In his final paragraph Mohler suggests that nothing less than the continuation of democracy is at stake in the battle over public education… and the best way forward for public schools is to embrace the expanded responsibilities that are implicit in operating community schools. 

What MIGHT Have Happened But Didn’t: COVID Closures of Necessity Failed to Promote Changes by Design

July 27, 2021 Comments off

A recent article in our local newspaper described some significant changes in the operations of Dartmouth Hitchcock Medical Center (DHMC) where 13% of Dartmouth-Hitchcock’s employees overall and almost 20% of workers at the system’s academic hub will continue to work remotely at least part of the time on a permanent basis after the COVID-19 pandemic. The article described the decision in this paragraph: 

(VP) Blair characterized the current shift as one from “remote by necessity,” which the health system adopted in March 2020, to “remote by design.” The difference between the two approaches is that D-H now has taken the time to think through how best to approach remote work, she said.

And the design for the new work format came about as a result of a year-long study of how working from home affected the work flow and effectiveness at the hospital. DHMC includes over 8,000 employees at 5 sites and was clearly as overwhelmed by COVID as public schools. But unlike public education, where local school boards operated independently and the State leadership was lacking, DHMC was able to seize a rare opportunity to examine how the necessary change to providing remote health services might change the existing paradigm in a positive fashion.
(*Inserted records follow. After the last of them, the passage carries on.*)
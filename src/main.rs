use link_redirector::{config, server};
use tracing_subscriber::EnvFilter;

#[tokio::main]
async fn main() -> anyhow::Result<()> {
    dotenvy::dotenv().ok();

    let config = config::load_from_env()?;
    init_tracing(&config.log_level, &config.log_format);
    config.print_summary();

    server::run(config).await
}

fn init_tracing(log_level: &str, log_format: &str) {
    let filter = EnvFilter::try_new(log_level).unwrap_or_else(|_| EnvFilter::new("info"));

    if log_format == "json" {
        tracing_subscriber::fmt()
            .with_env_filter(filter)
            .json()
            .init();
    } else {
        tracing_subscriber::fmt().with_env_filter(filter).init();
    }
}
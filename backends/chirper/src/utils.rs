pub mod auth;
pub mod extract;
pub mod form;
pub mod hasher;
pub mod jwt;
pub mod password;
use axum::{extract::State, http::StatusCode, response::IntoResponse};
use serde::Deserialize;
use serde_json::json;
use sqlx::SqlitePool;
use validator::{Validate, ValidationError};

use crate::{
    db::{self, Page},
    error::AppResult,
    utils::{
        auth::ActorContext,
        extract::{Json, Path, Query},
        form,
    },
};

pub const MAX_TWEET_LENGTH: usize = 140;

/// Non-blank and at most [`MAX_TWEET_LENGTH`] characters. The length error
/// names the actual character count.
fn validate_content(content: &str) -> Result<(), ValidationError> {
    form::required(content)?;

    let length = content.chars().count();
    if length > MAX_TWEET_LENGTH {
        let mut error = form::error(
            "max_length",
            format!(
                "Ensure this value has at most {MAX_TWEET_LENGTH} characters (it has {length})."
            ),
        );
        error.add_param("limit_value".into(), &MAX_TWEET_LENGTH);
        error.add_param("show_value".into(), &length);
        return Err(error);
    }

    Ok(())
}

#[derive(Deserialize)]
pub struct CreateTweet {
    tweet: CreateTweetData,
}

#[derive(Debug, Deserialize, Validate)]
struct CreateTweetData {
    #[serde(default, deserialize_with = "form::trimmed")]
    #[validate(custom = "validate_content")]
    content: String,
}

// GET /tweets/home/
pub async fn home(
    State(pool): State<SqlitePool>,
    _: ActorContext,
    Query(page): Query<Page>,
) -> AppResult<impl IntoResponse> {
    let tweets = db::list_tweets(&pool, &page).await?;
    Ok(Json(json!({ "tweet_list": tweets })))
}

// POST /tweets/create/
pub async fn create_tweet(
    State(pool): State<SqlitePool>,
    actor: ActorContext,
    Json(CreateTweet { tweet }): Json<CreateTweet>,
) -> AppResult<impl IntoResponse> {
    tweet.validate()?;

    let tweet = db::create_tweet(&pool, &actor, &tweet.content).await?;
    Ok((StatusCode::CREATED, Json(json!({ "tweet": tweet }))))
}

// GET /tweets/:id/
pub async fn get_tweet(
    State(pool): State<SqlitePool>,
    _: ActorContext,
    Path(tweet_id): Path<i64>,
) -> AppResult<impl IntoResponse> {
    let tweet = db::get_tweet(&pool, tweet_id).await?;
    Ok(Json(json!({ "tweet": tweet })))
}

// POST /tweets/:id/delete/
pub async fn delete_tweet(
    State(pool): State<SqlitePool>,
    actor: ActorContext,
    Path(tweet_id): Path<i64>,
) -> AppResult<impl IntoResponse> {
    db::delete_tweet(&pool, &actor, tweet_id).await?;
    Ok(Json(json!({ "message": "OK" })))
}

#[cfg(test)]
mod tests {
    use super::*;

    #[test]
    fn exactly_the_limit_is_accepted() {
        assert!(validate_content(&"a".repeat(MAX_TWEET_LENGTH)).is_ok());
        assert!(validate_content("hello").is_ok());
    }

    #[test]
    fn overlong_content_names_its_length() {
        let error = validate_content(&"a".repeat(300)).unwrap_err();
        assert_eq!(
            error.message.as_deref(),
            Some("Ensure this value has at most 140 characters (it has 300).")
        );

        let error = validate_content(&"a".repeat(141)).unwrap_err();
        assert!(error.message.unwrap().contains("(it has 141)"));
    }

    #[test]
    fn length_counts_characters_not_bytes() {
        let content = "é".repeat(MAX_TWEET_LENGTH);
        assert!(content.len() > MAX_TWEET_LENGTH);
        assert!(validate_content(&content).is_ok());
    }

    #[test]
    fn blank_content_is_required() {
        let error = validate_content("").unwrap_err();
        assert_eq!(error.message.as_deref(), Some(form::REQUIRED));
    }

    #[test]
    fn surrounding_whitespace_is_not_content() {
        let data: CreateTweetData = serde_json::from_str(r#"{ "content": "   " }"#).unwrap();
        assert!(data.validate().is_err());

        let data: CreateTweetData = serde_json::from_str(r#"{ "content": " hello " }"#).unwrap();
        assert_eq!(data.content, "hello");
        assert!(data.validate().is_ok());
    }
}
And the change to remote work might be permanent if it can be accomplished without compromise. 

“Dartmouth employees whose jobs can be performed off-site have been encouraged to discuss their preferences for remote or in-person work with their supervisors,” Lawrence said. “The one-year time frame will give us an opportunity to assess the new work arrangements to see whether they are productive and should become permanent.”

While schools viewed COVID solely as a crisis, DHMC viewed it as a possible means for change… an “opportunity to assess new work arrangements”. And DHMC is not alone. Some workplaces are considering 4-day work weeks and alternative schedules as a result of what they learned from COVID. Meanwhile, schools will go back to normal: age-based cohorts of students passing through “grade-levels” based on norm-referenced standards. The one-year time frame offering no opportunity for self-reflection or consideration of change.